Timothy Bolander had a variety of drugs in his bloodstream and four ruptured bags of cocaine in his stomach on the December night when two city police officers used stun guns to subdue him, according to a Palm Beach County medical examiner’'s report released Tuesday to police.

The 31-year-old man collapsed and stopped breathing as the officers walked him to a patrol car a few minutes after he was jolted four times by two Tasers. He died a short time later.

His cause of death is listed as “accidental cocaine toxicity,” according to police who declined to release the report to the media.

“What this tells us is that the Taser didn’'t kill this gentleman. What killed this gentleman was his drug use,” Delray Beach police spokesman Jeff Messer said.

In addition to cocaine, there were also the painkillers hydrocodone and morphine in Bolander’'s body, he said. The tests also showed the presence of nicotine and caffeine.

The amount of cocaine in Bolander’'s body far exceeded a lethal level, Messer said.

Officials from medical examiner’'s office were unavailable Tuesday night.

Bolander was one of three people in Florida to die in December after being shocked with a Taser, and one of at least 21 people in the state to die following Taser-involved incidents since law enforcement officers across the state began using the weapons in 2001.

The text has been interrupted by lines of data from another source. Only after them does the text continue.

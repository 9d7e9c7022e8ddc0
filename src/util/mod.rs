//! Shared utilities

pub mod config;
pub mod context;
pub mod diagnostic;
pub mod fs;
pub mod process;
pub mod shell;

pub use config::Config;
pub use context::GlobalContext;
pub use diagnostic::Diagnostic;
pub use process::{ProcessBuilder, ProcessOutput, ProcessRunner, SystemRunner};
pub use shell::Shell;
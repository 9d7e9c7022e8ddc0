//! Command implementations

pub mod build;
pub mod fetch;
pub mod init;
pub mod new;

use cargo_for_c::ops::ScaffoldReport;
use cargo_for_c::util::shell::{Shell, Status};

/// Print what scaffolding did, then the one-line summary.
fn report_scaffold(report: &ScaffoldReport, name: &str, shell: &Shell) {
    for warning in &report.warnings {
        shell.warn(warning);
    }

    if shell.is_verbose() {
        for path in &report.created {
            shell.status(Status::Created, path.display());
        }
        for path in &report.existing {
            shell.status(Status::Skipped, format!("{} (already exists)", path.display()));
        }
    }

    shell.status(
        Status::Created,
        format!("project `{}` at {}", name, report.root.display()),
    );
    shell.json_event(&serde_json::json!({
        "reason": "project-created",
        "name": name,
        "root": report.root.display().to_string(),
        "created": report.created.iter().map(|p| p.display().to_string()).collect::<Vec<_>>(),
    }));
}
//! Git source - dependencies cloned from git repositories.
//!
//! The clone is delegated to the `git` program (`git clone <url> <dest>`) so
//! that its exit status and stderr can be reported per dependency.

use std::path::{Path, PathBuf};

use anyhow::Result;

use crate::util::process::{find_executable, ProcessBuilder, ProcessOutput, ProcessRunner};

/// Clones repositories with the `git` command line client.
#[derive(Debug, Clone, PartialEq, Eq)]
pub struct GitSource {
    program: PathBuf,
}

impl GitSource {
    /// Use a specific git program.
    pub fn new(program: impl Into<PathBuf>) -> Self {
        GitSource {
            program: program.into(),
        }
    }

    /// Use the configured program, else `git` from PATH, else plain `git`
    /// (which then fails at spawn time and is reported per dependency).
    pub fn discover(configured: Option<&Path>) -> Self {
        let program = configured
            .map(Path::to_path_buf)
            .or_else(|| find_executable("git"))
            .unwrap_or_else(|| PathBuf::from("git"));
        GitSource::new(program)
    }

    pub fn program(&self) -> &Path {
        &self.program
    }

    /// The command that clones `url` into `dest`.
    pub fn clone_command(&self, url: &str, dest: &Path) -> ProcessBuilder {
        ProcessBuilder::new(&self.program)
            .arg("clone")
            .arg(url)
            .arg(dest)
    }

    /// Clone `url` into `dest`, waiting for git to finish.
    ///
    /// A non-zero exit is returned as an `Ok` output; only a failure to run
    /// git at all is an `Err`.
    pub fn clone_into(
        &self,
        runner: &mut dyn ProcessRunner,
        url: &str,
        dest: &Path,
    ) -> Result<ProcessOutput> {
        let cmd = self.clone_command(url, dest);
        tracing::info!("Cloning {}", url);
        tracing::debug!("running `{}`", cmd.display_command());
        runner.output(&cmd)
    }
}
//! `cargo-for-c fetch` command

use anyhow::{bail, Result};

use crate::cli::FetchArgs;
use cargo_for_c::core::require_project;
use cargo_for_c::ops::fetch;
use cargo_for_c::util::{GlobalContext, Shell, SystemRunner};

pub fn execute(_args: FetchArgs, gctx: &GlobalContext, shell: &Shell) -> Result<()> {
    let ctx = require_project(gctx.cwd())?;
    let config = gctx.config_for(ctx.root());

    let span = shell.span();
    let report = fetch(&ctx, &config, &mut SystemRunner, shell)?;

    if report.has_failures() {
        bail!(
            "{} of {} dependencies could not be fetched",
            report.failed(),
            report.records().len()
        );
    }

    span.finish_with_message(format!(
        "{} fetched, {} already present",
        report.fetched(),
        report.fresh()
    ));

    Ok(())
}
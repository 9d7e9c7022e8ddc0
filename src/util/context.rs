//! Global context for cargo-for-c operations.
//!
//! Resolves the one piece of ambient state the tool reads (the directory it
//! was started in) once, at the top of the binary. Everything below receives
//! explicit paths.

use std::path::{Path, PathBuf};

use anyhow::{Context, Result};

use crate::core::project::SENTINEL_DIR;
use crate::util::config::{global_config_path, load_config, Config};

/// Global context containing configuration and paths.
#[derive(Debug, Clone)]
pub struct GlobalContext {
    /// Directory the command operates on
    cwd: PathBuf,

    /// Global configuration file, if a home directory is known
    global_config: Option<PathBuf>,
}

impl GlobalContext {
    /// Create a new GlobalContext rooted at the process working directory.
    pub fn new() -> Result<Self> {
        let cwd = std::env::current_dir().context("failed to get current directory")?;
        Ok(Self::with_cwd(cwd))
    }

    /// Create a GlobalContext with a specific working directory.
    pub fn with_cwd(cwd: PathBuf) -> Self {
        GlobalContext {
            cwd,
            global_config: global_config_path(),
        }
    }

    /// Use a specific global configuration file (or none).
    pub fn with_global_config(mut self, path: Option<PathBuf>) -> Self {
        self.global_config = path;
        self
    }

    /// Get the working directory.
    pub fn cwd(&self) -> &Path {
        &self.cwd
    }

    /// Get the global configuration file path.
    pub fn global_config_path(&self) -> Option<&Path> {
        self.global_config.as_deref()
    }

    /// Get the project configuration file path for a project root.
    pub fn project_config_path(&self, root: &Path) -> PathBuf {
        root.join(SENTINEL_DIR).join("config.toml")
    }

    /// Load global + project configuration for a project root.
    pub fn config_for(&self, root: &Path) -> Config {
        load_config(self.global_config_path(), &self.project_config_path(root))
    }
}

Drug use has been listed as the cause of death in the majority of those cases in which autopsies have been completed, and medical examiners have called the deaths accidental. In two of the cases, medical examiners cited the use of the Taser as a contributing cause. In a handful, exertion from struggles with officers and the use of restraints were cited.

In Palm Beach County, law enforcement officers have used Tasers, weapons designed to temporarily incapacitate a person with a 50,000-volt jolt, more than 1,000 times, according to data compiled by The Palm Beach Post.

Bolander, the owner of A Man’'s Best Friend dog grooming in Boca Raton, was the first in the county to die after being shocked by the weapon.

His estranged wife called police at 3:37 a.m. Dec. 23 to report that he was outside her Sabal Lakes home banging his head against a fence post.

Police were aware of his history of drug abuse and mental problems. When officers Frank Casarez and Steve Hynes arrived, Bolander did a cartwheel over the hood of their patrol car, Messer said.

The officers described him in their report as “agitated and combative.” He ran across the street and back into his wife’'s yard and then struggled with officers. Both officers used their Tasers on his upper chest and back, and stunned him four times.

City fire-rescue workers, who had been waiting down the street, treated Bolander within a few minutes. He was pronounced dead at 5:01 a.m. at Delray Medical Center.

“Our department stands by the use of Tasers and our policy on Tasers,” Messer said Tuesday.